:: Data in this exercise ::
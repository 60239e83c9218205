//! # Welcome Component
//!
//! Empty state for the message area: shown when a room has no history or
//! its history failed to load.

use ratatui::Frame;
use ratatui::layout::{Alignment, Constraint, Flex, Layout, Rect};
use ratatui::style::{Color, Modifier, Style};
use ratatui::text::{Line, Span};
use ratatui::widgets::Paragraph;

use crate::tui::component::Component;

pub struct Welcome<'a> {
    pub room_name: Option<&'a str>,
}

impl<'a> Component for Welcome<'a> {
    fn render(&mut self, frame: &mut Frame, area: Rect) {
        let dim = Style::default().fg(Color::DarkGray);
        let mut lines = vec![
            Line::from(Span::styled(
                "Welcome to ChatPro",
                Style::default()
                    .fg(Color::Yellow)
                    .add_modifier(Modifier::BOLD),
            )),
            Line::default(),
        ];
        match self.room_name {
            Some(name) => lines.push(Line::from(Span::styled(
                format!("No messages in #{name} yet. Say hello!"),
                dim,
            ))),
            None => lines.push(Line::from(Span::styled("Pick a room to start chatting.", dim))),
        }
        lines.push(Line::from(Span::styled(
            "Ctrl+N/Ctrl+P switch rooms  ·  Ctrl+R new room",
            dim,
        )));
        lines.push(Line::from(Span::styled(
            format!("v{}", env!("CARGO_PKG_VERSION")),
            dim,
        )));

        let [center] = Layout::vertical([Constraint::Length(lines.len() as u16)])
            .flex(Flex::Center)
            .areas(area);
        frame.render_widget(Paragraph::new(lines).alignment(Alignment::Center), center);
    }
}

---

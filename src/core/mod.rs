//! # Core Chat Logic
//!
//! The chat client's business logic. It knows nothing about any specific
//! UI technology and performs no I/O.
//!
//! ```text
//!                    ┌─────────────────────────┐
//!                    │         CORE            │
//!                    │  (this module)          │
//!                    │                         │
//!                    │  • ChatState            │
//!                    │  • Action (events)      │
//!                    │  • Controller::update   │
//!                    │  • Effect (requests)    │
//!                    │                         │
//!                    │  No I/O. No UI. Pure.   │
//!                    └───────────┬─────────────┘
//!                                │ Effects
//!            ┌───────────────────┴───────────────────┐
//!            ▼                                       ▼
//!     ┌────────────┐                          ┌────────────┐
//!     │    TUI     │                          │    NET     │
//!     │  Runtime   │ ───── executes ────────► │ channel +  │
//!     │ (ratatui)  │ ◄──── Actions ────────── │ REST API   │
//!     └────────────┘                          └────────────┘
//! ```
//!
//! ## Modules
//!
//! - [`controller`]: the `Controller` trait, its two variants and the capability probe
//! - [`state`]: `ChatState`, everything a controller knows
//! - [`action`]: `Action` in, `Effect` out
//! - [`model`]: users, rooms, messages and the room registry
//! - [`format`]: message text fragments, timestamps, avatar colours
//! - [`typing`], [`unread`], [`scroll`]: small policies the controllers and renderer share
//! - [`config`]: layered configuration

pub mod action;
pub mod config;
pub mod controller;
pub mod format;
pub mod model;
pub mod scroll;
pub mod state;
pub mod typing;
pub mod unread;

:: Problem description ::
Copy out each line of the data that has the word "ratatui" in it.

:: Finished task ::
use ratatui::Frame;
use ratatui::layout::{Alignment, Constraint, Flex, Layout, Rect};
use ratatui::style::{Color, Modifier, Style};
use ratatui::text::{Line, Span};
use ratatui::widgets::Paragraph;
//!     │ (ratatui)  │ ◄──── Actions ────────── │ REST API   │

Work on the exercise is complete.